Exercise prompt -> Check every line of the data below for the string "join", and copy the ones that hold it.

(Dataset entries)
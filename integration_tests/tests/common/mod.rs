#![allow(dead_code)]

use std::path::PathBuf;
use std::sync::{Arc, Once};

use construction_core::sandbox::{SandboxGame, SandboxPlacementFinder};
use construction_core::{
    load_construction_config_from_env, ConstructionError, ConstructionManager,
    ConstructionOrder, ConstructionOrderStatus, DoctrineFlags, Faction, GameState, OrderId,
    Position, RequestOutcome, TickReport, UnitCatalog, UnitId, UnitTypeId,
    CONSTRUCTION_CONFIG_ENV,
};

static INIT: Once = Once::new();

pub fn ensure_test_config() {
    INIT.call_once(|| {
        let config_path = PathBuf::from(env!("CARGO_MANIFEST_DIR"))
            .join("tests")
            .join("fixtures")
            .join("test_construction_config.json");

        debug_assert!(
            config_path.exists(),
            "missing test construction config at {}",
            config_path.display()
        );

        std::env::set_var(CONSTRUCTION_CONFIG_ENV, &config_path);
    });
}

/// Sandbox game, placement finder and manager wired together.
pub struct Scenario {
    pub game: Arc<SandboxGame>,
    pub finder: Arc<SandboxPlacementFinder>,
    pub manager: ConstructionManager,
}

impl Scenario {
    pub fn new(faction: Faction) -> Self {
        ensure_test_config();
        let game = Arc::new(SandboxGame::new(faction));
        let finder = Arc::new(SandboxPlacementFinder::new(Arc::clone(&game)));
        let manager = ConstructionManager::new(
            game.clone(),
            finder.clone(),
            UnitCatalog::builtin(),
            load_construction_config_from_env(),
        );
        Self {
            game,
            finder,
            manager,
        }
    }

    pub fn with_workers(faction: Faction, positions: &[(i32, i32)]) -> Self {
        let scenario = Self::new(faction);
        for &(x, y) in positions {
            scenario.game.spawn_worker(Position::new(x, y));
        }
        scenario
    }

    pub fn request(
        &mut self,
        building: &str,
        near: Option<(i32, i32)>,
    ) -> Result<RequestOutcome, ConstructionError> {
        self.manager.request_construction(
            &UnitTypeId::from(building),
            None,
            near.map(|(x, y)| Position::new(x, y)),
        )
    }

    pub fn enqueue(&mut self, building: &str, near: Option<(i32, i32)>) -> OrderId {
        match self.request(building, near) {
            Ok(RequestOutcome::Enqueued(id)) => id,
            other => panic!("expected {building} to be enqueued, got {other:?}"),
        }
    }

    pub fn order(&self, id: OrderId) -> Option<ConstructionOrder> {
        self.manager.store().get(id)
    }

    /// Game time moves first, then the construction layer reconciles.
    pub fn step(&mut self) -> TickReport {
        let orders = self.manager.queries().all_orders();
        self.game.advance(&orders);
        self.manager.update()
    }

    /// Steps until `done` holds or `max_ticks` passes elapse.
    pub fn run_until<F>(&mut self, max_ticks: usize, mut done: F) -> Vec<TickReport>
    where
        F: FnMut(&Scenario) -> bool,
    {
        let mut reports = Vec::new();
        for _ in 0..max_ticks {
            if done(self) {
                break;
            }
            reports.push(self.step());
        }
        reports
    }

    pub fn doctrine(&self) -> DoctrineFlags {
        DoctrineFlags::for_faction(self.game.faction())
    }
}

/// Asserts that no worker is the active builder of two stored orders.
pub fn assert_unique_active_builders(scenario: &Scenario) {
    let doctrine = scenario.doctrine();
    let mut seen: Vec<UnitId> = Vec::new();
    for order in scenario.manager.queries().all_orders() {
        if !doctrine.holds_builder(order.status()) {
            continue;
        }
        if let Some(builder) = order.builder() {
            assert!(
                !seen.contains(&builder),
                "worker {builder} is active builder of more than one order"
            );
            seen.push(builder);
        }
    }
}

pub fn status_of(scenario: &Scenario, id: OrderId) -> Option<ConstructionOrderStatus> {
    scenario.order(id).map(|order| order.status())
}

--

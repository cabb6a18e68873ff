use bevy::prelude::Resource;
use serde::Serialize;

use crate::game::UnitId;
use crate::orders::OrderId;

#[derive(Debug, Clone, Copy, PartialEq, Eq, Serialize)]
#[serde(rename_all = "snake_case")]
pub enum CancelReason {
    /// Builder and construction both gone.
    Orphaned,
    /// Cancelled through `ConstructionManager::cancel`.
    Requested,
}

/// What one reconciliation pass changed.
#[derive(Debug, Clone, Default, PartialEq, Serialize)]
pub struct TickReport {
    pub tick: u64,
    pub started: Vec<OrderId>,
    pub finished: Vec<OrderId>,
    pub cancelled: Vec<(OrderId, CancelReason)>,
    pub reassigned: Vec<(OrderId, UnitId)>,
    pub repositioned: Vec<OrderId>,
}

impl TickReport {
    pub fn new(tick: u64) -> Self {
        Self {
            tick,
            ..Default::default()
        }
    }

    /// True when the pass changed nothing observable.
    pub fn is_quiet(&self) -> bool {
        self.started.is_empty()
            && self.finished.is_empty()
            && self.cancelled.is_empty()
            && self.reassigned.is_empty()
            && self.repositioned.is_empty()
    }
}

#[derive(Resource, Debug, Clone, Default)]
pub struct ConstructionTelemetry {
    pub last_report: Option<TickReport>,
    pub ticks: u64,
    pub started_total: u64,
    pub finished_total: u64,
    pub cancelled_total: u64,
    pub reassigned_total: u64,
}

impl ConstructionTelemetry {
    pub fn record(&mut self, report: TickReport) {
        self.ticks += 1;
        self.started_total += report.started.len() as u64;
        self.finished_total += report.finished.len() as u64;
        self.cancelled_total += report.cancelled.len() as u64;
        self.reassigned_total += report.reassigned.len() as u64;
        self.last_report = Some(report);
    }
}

Final answer ->
            .join("tests")
            .join("fixtures")
            .join("test_construction_config.json");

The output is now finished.